Records from a data collection:
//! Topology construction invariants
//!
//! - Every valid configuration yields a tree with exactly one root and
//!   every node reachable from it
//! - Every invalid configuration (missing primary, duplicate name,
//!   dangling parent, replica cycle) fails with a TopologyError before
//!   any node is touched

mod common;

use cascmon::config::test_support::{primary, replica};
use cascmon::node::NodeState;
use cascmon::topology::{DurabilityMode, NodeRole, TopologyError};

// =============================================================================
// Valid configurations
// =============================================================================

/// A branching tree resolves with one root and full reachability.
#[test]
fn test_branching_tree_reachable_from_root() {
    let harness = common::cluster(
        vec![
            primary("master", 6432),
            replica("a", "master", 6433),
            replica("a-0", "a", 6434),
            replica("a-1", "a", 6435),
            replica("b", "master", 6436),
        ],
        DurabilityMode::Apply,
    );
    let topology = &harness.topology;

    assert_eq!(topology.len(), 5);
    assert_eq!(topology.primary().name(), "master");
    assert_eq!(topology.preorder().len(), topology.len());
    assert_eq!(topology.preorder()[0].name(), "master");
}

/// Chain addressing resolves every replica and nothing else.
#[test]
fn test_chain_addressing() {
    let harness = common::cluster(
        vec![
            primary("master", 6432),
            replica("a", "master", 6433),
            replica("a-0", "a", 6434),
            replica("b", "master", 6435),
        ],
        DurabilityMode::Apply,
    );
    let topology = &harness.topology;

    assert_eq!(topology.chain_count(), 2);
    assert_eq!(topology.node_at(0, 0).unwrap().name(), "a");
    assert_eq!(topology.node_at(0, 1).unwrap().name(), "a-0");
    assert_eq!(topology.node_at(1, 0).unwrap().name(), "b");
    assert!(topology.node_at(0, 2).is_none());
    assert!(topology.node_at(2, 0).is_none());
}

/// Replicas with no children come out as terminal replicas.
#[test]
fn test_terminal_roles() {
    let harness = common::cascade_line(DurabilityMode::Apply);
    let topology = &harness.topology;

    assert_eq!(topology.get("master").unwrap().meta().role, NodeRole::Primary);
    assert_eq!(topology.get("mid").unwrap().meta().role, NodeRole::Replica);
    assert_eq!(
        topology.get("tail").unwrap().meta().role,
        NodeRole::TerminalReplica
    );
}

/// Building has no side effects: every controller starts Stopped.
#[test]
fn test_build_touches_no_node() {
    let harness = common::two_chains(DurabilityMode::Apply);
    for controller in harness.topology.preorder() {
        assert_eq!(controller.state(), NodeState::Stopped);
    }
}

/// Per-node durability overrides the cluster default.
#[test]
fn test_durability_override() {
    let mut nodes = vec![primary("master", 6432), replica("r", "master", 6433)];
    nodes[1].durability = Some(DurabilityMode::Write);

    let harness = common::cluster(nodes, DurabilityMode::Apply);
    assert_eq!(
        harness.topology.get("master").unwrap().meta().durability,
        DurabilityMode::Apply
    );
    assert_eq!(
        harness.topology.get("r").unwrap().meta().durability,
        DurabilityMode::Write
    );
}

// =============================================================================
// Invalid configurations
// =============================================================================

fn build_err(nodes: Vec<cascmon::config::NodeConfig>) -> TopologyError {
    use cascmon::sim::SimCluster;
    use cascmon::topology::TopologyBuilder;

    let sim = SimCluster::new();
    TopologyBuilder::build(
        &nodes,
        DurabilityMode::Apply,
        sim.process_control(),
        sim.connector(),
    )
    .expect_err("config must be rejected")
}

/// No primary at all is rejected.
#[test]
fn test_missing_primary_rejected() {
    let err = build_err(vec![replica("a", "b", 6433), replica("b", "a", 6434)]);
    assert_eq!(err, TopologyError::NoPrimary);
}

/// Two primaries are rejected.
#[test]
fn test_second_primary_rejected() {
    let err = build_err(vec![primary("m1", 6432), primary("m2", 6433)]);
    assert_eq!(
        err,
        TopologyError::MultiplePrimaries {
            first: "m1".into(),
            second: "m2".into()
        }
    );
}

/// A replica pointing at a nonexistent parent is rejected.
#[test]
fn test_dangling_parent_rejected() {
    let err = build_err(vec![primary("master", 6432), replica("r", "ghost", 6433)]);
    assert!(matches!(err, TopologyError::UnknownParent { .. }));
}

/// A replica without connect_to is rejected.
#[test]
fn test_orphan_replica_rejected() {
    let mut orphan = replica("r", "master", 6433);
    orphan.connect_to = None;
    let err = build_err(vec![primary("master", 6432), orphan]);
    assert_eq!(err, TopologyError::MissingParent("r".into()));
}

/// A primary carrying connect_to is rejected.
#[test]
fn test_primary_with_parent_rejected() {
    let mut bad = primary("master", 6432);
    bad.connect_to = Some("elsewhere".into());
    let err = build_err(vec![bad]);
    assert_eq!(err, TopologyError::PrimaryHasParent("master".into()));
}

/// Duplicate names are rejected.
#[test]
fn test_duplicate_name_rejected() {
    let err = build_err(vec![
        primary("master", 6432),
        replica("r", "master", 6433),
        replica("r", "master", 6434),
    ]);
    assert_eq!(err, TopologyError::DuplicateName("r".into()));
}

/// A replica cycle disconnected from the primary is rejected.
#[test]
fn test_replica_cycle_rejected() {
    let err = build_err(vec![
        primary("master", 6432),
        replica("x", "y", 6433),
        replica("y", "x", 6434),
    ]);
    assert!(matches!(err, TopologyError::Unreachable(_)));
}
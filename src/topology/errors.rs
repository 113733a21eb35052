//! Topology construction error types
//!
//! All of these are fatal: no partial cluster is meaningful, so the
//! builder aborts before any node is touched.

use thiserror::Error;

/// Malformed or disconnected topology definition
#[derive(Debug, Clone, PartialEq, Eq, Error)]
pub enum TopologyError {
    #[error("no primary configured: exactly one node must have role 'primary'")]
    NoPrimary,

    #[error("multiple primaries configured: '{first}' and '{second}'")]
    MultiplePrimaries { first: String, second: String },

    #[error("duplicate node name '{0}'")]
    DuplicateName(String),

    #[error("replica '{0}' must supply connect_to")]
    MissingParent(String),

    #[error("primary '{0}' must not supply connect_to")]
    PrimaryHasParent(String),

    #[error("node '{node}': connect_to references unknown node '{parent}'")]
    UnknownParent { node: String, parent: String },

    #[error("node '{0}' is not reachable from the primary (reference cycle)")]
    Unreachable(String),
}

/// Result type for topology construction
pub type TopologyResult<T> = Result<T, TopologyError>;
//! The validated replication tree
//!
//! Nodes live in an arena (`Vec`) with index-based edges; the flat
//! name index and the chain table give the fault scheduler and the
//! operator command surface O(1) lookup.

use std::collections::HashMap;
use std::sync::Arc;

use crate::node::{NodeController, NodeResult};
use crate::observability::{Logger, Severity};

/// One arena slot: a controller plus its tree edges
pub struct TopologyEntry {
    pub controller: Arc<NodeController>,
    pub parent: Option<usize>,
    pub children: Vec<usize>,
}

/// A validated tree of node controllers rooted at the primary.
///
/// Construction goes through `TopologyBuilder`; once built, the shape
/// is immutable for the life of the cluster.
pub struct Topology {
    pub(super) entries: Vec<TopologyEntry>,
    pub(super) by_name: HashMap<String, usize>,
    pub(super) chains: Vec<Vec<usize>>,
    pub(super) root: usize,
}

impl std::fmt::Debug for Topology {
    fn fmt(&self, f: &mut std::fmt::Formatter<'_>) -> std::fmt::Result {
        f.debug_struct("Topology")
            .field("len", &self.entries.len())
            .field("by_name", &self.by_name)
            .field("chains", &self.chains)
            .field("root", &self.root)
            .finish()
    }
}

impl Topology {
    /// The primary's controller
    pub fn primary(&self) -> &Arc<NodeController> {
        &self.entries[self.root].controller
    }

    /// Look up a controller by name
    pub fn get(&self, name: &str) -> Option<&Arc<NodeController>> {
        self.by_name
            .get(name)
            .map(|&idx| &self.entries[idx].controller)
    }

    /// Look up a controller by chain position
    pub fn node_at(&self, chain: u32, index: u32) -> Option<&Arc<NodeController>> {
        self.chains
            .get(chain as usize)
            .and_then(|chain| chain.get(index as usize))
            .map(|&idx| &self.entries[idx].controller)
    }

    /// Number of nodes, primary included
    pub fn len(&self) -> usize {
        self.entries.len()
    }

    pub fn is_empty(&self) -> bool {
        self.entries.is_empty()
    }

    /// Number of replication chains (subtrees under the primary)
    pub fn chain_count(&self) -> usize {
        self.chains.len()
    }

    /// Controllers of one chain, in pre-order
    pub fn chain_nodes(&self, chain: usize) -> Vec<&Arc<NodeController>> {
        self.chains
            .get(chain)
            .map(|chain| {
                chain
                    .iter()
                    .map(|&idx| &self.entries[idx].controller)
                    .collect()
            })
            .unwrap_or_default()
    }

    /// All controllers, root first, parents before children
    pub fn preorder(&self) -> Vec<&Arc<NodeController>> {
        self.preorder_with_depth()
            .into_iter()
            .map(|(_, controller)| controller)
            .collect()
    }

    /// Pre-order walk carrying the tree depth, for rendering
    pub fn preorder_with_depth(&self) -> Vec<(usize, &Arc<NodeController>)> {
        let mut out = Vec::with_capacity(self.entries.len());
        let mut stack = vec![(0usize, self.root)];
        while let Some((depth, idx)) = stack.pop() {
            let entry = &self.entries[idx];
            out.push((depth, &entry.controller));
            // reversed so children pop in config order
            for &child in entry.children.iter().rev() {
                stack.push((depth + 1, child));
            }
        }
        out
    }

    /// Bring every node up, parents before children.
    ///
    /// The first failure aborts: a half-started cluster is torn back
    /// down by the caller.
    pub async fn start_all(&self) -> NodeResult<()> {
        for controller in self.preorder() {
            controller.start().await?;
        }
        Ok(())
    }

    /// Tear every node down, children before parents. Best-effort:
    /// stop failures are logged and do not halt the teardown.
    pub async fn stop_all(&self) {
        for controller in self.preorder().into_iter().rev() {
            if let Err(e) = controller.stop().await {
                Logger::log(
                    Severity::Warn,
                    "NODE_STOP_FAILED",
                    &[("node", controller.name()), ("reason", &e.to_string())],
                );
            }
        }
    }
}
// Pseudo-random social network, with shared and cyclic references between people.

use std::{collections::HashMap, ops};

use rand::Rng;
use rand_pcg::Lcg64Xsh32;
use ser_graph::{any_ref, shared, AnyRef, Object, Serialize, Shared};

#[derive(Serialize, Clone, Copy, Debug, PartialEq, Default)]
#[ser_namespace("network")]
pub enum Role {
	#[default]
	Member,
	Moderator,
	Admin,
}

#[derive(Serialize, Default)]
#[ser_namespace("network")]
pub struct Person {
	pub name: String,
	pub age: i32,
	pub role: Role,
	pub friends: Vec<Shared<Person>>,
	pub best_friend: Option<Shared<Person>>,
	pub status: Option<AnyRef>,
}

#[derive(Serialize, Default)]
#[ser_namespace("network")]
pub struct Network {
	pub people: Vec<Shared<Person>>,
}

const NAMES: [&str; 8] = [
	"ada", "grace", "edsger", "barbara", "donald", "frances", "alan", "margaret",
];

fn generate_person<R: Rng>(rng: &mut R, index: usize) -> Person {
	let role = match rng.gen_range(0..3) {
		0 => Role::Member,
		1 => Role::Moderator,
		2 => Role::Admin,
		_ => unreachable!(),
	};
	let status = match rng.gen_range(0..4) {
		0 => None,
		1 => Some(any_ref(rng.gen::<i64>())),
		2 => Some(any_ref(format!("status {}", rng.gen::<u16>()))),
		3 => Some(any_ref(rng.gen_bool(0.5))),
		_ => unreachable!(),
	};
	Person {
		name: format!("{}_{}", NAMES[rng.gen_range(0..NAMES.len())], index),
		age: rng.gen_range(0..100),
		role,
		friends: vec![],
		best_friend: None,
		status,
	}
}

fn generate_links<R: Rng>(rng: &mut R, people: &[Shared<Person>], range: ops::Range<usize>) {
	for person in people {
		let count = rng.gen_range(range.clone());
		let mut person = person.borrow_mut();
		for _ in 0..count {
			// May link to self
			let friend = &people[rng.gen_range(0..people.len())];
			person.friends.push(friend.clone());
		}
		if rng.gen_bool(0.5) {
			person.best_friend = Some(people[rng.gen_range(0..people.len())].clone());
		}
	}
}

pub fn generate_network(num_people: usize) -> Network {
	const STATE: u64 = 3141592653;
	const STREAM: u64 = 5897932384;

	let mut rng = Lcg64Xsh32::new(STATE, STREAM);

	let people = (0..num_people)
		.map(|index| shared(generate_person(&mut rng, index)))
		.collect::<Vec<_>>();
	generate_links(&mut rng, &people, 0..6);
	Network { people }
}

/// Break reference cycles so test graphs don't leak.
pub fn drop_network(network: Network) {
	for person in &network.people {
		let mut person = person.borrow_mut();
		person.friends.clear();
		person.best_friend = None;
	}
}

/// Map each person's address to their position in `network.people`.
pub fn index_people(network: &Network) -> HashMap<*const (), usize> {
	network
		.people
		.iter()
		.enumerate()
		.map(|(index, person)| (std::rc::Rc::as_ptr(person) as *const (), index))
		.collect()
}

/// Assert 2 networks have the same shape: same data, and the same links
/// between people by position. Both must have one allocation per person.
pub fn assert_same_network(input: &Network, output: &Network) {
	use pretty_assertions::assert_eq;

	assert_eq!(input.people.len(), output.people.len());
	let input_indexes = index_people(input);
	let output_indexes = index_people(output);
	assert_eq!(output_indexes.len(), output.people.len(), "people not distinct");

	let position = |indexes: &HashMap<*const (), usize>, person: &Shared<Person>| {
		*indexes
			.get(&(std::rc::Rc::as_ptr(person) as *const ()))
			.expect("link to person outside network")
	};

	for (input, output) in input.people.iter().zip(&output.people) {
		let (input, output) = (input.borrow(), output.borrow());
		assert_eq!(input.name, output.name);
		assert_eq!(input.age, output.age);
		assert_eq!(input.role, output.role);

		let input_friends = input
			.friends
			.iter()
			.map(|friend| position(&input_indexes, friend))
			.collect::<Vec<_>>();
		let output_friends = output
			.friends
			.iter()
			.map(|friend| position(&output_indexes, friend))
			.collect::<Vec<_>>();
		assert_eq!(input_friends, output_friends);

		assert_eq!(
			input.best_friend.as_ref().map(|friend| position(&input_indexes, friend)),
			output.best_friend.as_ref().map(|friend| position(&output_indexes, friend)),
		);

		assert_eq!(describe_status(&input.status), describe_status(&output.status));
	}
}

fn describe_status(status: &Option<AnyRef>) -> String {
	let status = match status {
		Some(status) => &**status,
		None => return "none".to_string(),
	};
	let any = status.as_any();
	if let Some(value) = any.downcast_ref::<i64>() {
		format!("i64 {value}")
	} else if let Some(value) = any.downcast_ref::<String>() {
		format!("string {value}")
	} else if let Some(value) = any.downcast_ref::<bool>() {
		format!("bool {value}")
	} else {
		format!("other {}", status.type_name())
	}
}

Goal of the exercise -
The expected answer is a number and nothing else: how many lines above include the word "Stopped".

Answer to this problem -
2